The Effects of Addiction on our Friendships

Those of us struggling with addiction and mental illness are no strangers to isolation. We isolate ourselves from the outside world and from the people who care about us. Often our isolation comes from a place of fear. We fear being judged and rejected. We fear being confronted on our issues. We fear leaving our comfort zone and pushing ourselves to do the difficult work of recovery. When we isolate ourselves, we miss out on all the wonderful benefits of friendship. We lose the opportunity to love and be loved, to help others and be helped by them.

Throughout the course of our struggles with addiction, we tend to accrue all kinds of relationship issues. We experience intense interpersonal conflict, painful endings to our important relationships, and burned bridges full of anxiety and frustration. When we haven’t learned how to have healthy relationships with other people and when we haven’t found a sense of inner peace within ourselves, it’s impossible to have peace with others. We come to associate friendship with difficulty, stress, effort and overwhelm. Many of us start to believe that the difficulty isn’t worth it in the end, so we stop trying. We resign ourselves to being alone, and we think we don’t need other people in our lives.

Our friendships are like reflections of us. Just like our other relationships, they can mirror back to us our wounds, our fears and our unresolved pain. When we have issues within us that have yet to be healed, we often direct them towards other people and they become issues in our relationships. We create conflict out of our own unresolved personal problems. We transfer our pain onto the people closest to us. We often are in denial about the severity of our pain and choose to turn a blind eye to it, focusing instead on the drama of our relationships because it can provide a form of temporary escape.
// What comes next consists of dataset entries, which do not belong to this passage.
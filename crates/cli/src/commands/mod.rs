//! Subcommand implementations.

pub mod migrate;
pub mod seed;
pub mod user;

use secrecy::SecretString;
use sqlx::PgPool;
use thiserror::Error;

use amyfairy_storefront::db::{self, RepositoryError};

/// Errors shared by every command.
#[derive(Debug, Error)]
pub enum CommandError {
    /// Required environment variable is missing.
    #[error("Missing environment variable: {0}")]
    MissingEnvVar(&'static str),

    #[error("Database error: {0}")]
    Database(#[from] sqlx::Error),

    #[error("Migration error: {0}")]
    Migration(#[from] sqlx::migrate::MigrateError),

    #[error("Repository error: {0}")]
    Repository(#[from] RepositoryError),

    #[error("Could not read {path}: {source}")]
    Io {
        path: String,
        source: std::io::Error,
    },

    #[error("Invalid catalog file: {0}")]
    Yaml(#[from] serde_yaml::Error),

    #[error("{0}")]
    Invalid(String),
}

/// Connect to the storefront database from `STOREFRONT_DATABASE_URL`
/// (falling back to `DATABASE_URL`).
pub async fn connect() -> Result<PgPool, CommandError> {
    dotenvy::dotenv().ok();

    let database_url = std::env::var("STOREFRONT_DATABASE_URL")
        .or_else(|_| std::env::var("DATABASE_URL"))
        .map(SecretString::from)
        .map_err(|_| CommandError::MissingEnvVar("STOREFRONT_DATABASE_URL"))?;

    tracing::info!("Connecting to storefront database...");
    Ok(db::create_pool(&database_url).await?)
}
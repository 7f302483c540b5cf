//! Payment intent types.

use chrono::{DateTime, Utc};
use rust_decimal::Decimal;
use serde::Serialize;
use uuid::Uuid;

use amyfairy_core::{CurrencyCode, OrderId, PaymentIntentId, PaymentIntentStatus};

/// A gateway transaction created for a card order.
#[derive(Debug, Clone, PartialEq, Eq, Serialize)]
pub struct PaymentIntent {
    pub id: PaymentIntentId,
    pub order_id: OrderId,
    /// Gateway transaction id. Unique.
    pub transaction_id: String,
    /// Gateway payment id, recorded on reconciliation.
    pub gateway_payment_id: Option<String>,
    pub amount: Decimal,
    pub currency: CurrencyCode,
    pub status: PaymentIntentStatus,
    pub idempotency_key: Uuid,
    pub created_at: DateTime<Utc>,
    pub updated_at: DateTime<Utc>,
}

/// Insert payload for a payment intent. Always starts `created`.
#[derive(Debug, Clone, PartialEq, Eq)]
pub struct NewPaymentIntent {
    pub order_id: OrderId,
    pub transaction_id: String,
    pub amount: Decimal,
    pub currency: CurrencyCode,
    pub idempotency_key: Uuid,
}

/// Terminal state to move an intent into.
#[derive(Debug, Clone, PartialEq, Eq)]
pub struct PaymentOutcome {
    /// `Confirmed` or `Failed`.
    pub status: PaymentIntentStatus,
    pub gateway_payment_id: String,
}

/// Result of settling an intent.
#[derive(Debug, Clone, PartialEq, Eq)]
pub enum Settlement {
    /// This call moved the intent out of `created`.
    Applied(PaymentIntent),
    /// The intent was already settled; nothing changed.
    AlreadySettled(PaymentIntent),
}

impl Settlement {
    #[must_use]
    pub const fn intent(&self) -> &PaymentIntent {
        match self {
            Self::Applied(intent) | Self::AlreadySettled(intent) => intent,
        }
    }
}
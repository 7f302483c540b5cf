//! Cart queries for [`PgStore`].

use async_trait::async_trait;
use chrono::{DateTime, Utc};

use amyfairy_core::{CartItemId, ProductId, UserId};

use super::products::{ProductRow, product_columns};
use super::{CartRepository, PgStore, RepositoryError};
use crate::models::{CartItem, CartLine, NewCartItem, Product};

#[derive(Debug, sqlx::FromRow)]
struct CartItemRow {
    id: CartItemId,
    user_id: UserId,
    product_id: ProductId,
    quantity: i32,
    color: Option<String>,
    size: Option<String>,
    created_at: DateTime<Utc>,
    updated_at: DateTime<Utc>,
}

impl From<CartItemRow> for CartItem {
    fn from(row: CartItemRow) -> Self {
        Self {
            id: row.id,
            user_id: row.user_id,
            product_id: row.product_id,
            quantity: row.quantity,
            color: row.color,
            size: row.size,
            created_at: row.created_at,
            updated_at: row.updated_at,
        }
    }
}

/// A cart item joined with its product. Item columns carry an `item_` prefix.
#[derive(Debug, sqlx::FromRow)]
struct CartLineRow {
    item_id: CartItemId,
    item_user_id: UserId,
    item_quantity: i32,
    item_color: Option<String>,
    item_size: Option<String>,
    item_created_at: DateTime<Utc>,
    item_updated_at: DateTime<Utc>,
    #[sqlx(flatten)]
    product: ProductRow,
}

impl From<CartLineRow> for CartLine {
    fn from(row: CartLineRow) -> Self {
        let product = Product::from(row.product);
        let item = CartItem {
            id: row.item_id,
            user_id: row.item_user_id,
            product_id: product.id,
            quantity: row.item_quantity,
            color: row.item_color,
            size: row.item_size,
            created_at: row.item_created_at,
            updated_at: row.item_updated_at,
        };
        Self::new(&item, &product)
    }
}

macro_rules! cart_line_select {
    () => {
        concat!(
            "SELECT ci.id AS item_id, ci.user_id AS item_user_id, ci.quantity AS item_quantity, \
             ci.color AS item_color, ci.size AS item_size, ci.created_at AS item_created_at, \
             ci.updated_at AS item_updated_at, ",
            product_columns!(),
            " FROM cart_items ci JOIN products p ON p.id = ci.product_id"
        )
    };
}

const CART_ITEM_COLUMNS: &str =
    "id, user_id, product_id, quantity, color, size, created_at, updated_at";

#[async_trait]
impl CartRepository for PgStore {
    async fn cart_lines(&self, user_id: UserId) -> Result<Vec<CartLine>, RepositoryError> {
        let rows = sqlx::query_as::<_, CartLineRow>(concat!(
            cart_line_select!(),
            " WHERE ci.user_id = $1 ORDER BY ci.created_at, ci.id"
        ))
        .bind(user_id)
        .fetch_all(&self.pool)
        .await?;

        Ok(rows.into_iter().map(CartLine::from).collect())
    }

    async fn insert_cart_item(&self, item: &NewCartItem) -> Result<CartItem, RepositoryError> {
        let sql = format!(
            "INSERT INTO cart_items (user_id, product_id, quantity, color, size) \
             VALUES ($1, $2, 1, $3, $4) RETURNING {CART_ITEM_COLUMNS}"
        );
        let row = sqlx::query_as::<_, CartItemRow>(&sql)
            .bind(item.user_id)
            .bind(item.product_id)
            .bind(&item.color)
            .bind(&item.size)
            .fetch_one(&self.pool)
            .await
            .map_err(|e| RepositoryError::from_unique(e, "item already in cart"))?;

        Ok(row.into())
    }

    async fn cart_line(
        &self,
        user_id: UserId,
        item_id: CartItemId,
    ) -> Result<Option<CartLine>, RepositoryError> {
        let row = sqlx::query_as::<_, CartLineRow>(concat!(
            cart_line_select!(),
            " WHERE ci.user_id = $1 AND ci.id = $2"
        ))
        .bind(user_id)
        .bind(item_id)
        .fetch_optional(&self.pool)
        .await?;

        Ok(row.map(CartLine::from))
    }

    async fn set_cart_quantity(
        &self,
        user_id: UserId,
        item_id: CartItemId,
        quantity: i32,
    ) -> Result<Option<CartItem>, RepositoryError> {
        let sql = format!(
            "UPDATE cart_items SET quantity = $3, updated_at = now() \
             WHERE user_id = $1 AND id = $2 RETURNING {CART_ITEM_COLUMNS}"
        );
        let row = sqlx::query_as::<_, CartItemRow>(&sql)
            .bind(user_id)
            .bind(item_id)
            .bind(quantity)
            .fetch_optional(&self.pool)
            .await?;

        Ok(row.map(CartItem::from))
    }

    async fn delete_cart_item(
        &self,
        user_id: UserId,
        item_id: CartItemId,
    ) -> Result<bool, RepositoryError> {
        let result = sqlx::query("DELETE FROM cart_items WHERE user_id = $1 AND id = $2")
            .bind(user_id)
            .bind(item_id)
            .execute(&self.pool)
            .await?;
        Ok(result.rows_affected() > 0)
    }
}
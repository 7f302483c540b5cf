//! AmyFairy storefront library.
//!
//! Catalog, cart, checkout and payment reconciliation behind an axum JSON
//! API. The binary wires the Postgres store and the Razorpay gateway; tests
//! and embedders can plug in [`db::MemoryStore`] and their own
//! [`gateway::PaymentGateway`].

#![cfg_attr(not(test), forbid(unsafe_code))]

pub mod config;
pub mod db;
pub mod error;
pub mod gateway;
pub mod middleware;
pub mod models;
pub mod routes;
pub mod services;
pub mod state;
//! User and address types.

use chrono::{DateTime, Utc};
use serde::{Deserialize, Serialize};

use amyfairy_core::{AddressId, Email, UserId, UserRole};

use super::order::ShippingAddress;

/// A storefront account. The password hash never leaves the repository.
#[derive(Debug, Clone, PartialEq, Eq, Serialize)]
pub struct User {
    pub id: UserId,
    pub email: Email,
    pub name: String,
    pub phone: Option<String>,
    pub role: UserRole,
    pub created_at: DateTime<Utc>,
    pub updated_at: DateTime<Utc>,
}

/// Insert payload for a user.
#[derive(Debug, Clone)]
pub struct NewUser {
    pub email: Email,
    pub name: String,
    pub password_hash: String,
}

/// Profile fields a user may change.
#[derive(Debug, Clone, Default, Deserialize)]
pub struct ProfileUpdate {
    pub name: Option<String>,
    pub phone: Option<String>,
}

/// A saved address in a user's address book.
#[derive(Debug, Clone, PartialEq, Eq, Serialize)]
pub struct Address {
    pub id: AddressId,
    pub user_id: UserId,
    pub name: String,
    pub email: String,
    pub phone: String,
    pub street: String,
    pub city: String,
    pub state: String,
    pub pin_code: String,
    pub created_at: DateTime<Utc>,
}

/// Insert payload for an address.
#[derive(Debug, Clone, PartialEq, Eq, Deserialize)]
pub struct NewAddress {
    pub name: String,
    pub email: String,
    pub phone: String,
    pub street: String,
    pub city: String,
    pub state: String,
    pub pin_code: String,
}

impl NewAddress {
    /// Every field is required.
    ///
    /// # Errors
    ///
    /// Returns the name of the first blank field.
    pub fn validate(&self) -> Result<(), String> {
        let fields = [
            ("name", &self.name),
            ("email", &self.email),
            ("phone", &self.phone),
            ("street", &self.street),
            ("city", &self.city),
            ("state", &self.state),
            ("pin_code", &self.pin_code),
        ];
        for (field, value) in fields {
            if value.trim().is_empty() {
                return Err(format!("{field} is required"));
            }
        }
        Ok(())
    }
}

impl From<&Address> for ShippingAddress {
    fn from(address: &Address) -> Self {
        Self {
            name: address.name.clone(),
            email: address.email.clone(),
            phone: address.phone.clone(),
            street: address.street.clone(),
            city: address.city.clone(),
            state: address.state.clone(),
            pin_code: address.pin_code.clone(),
        }
    }
}
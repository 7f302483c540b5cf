//! HTTP middleware stack for the storefront.
//!
//! # Middleware Order (outermost first)
//!
//! 1. Sentry layers (hub per request, HTTP transaction)
//! 2. `TraceLayer` (request tracing)
//! 3. Request ID
//! 4. CORS
//! 5. Security headers
//! 6. Session layer (tower-sessions with `PostgreSQL` store)
//! 7. Rate limiting (governor, per route group)

pub mod auth;
pub mod rate_limit;
pub mod request_id;
pub mod security_headers;
pub mod session;

pub use auth::{
    AuthRejection, OptionalAuth, RequireAdmin, RequireAuth, clear_current_user, set_current_user,
};
pub use rate_limit::{api_rate_limiter, auth_rate_limiter};
pub use request_id::request_id_middleware;
pub use security_headers::security_headers_middleware;
pub use session::{create_session_layer, session_layer};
Our issues with our friends can be easier to handle than the deep pain we’re trying to avoid within us. As our issues intensify, many of us decide we don’t want to deal with them anymore, and we separate ourselves entirely, breaking off friendships that took years to build. We convince ourselves we’re better off without them, and even though we miss them, we keep our distance. Our relationships often become another casualty of our addiction.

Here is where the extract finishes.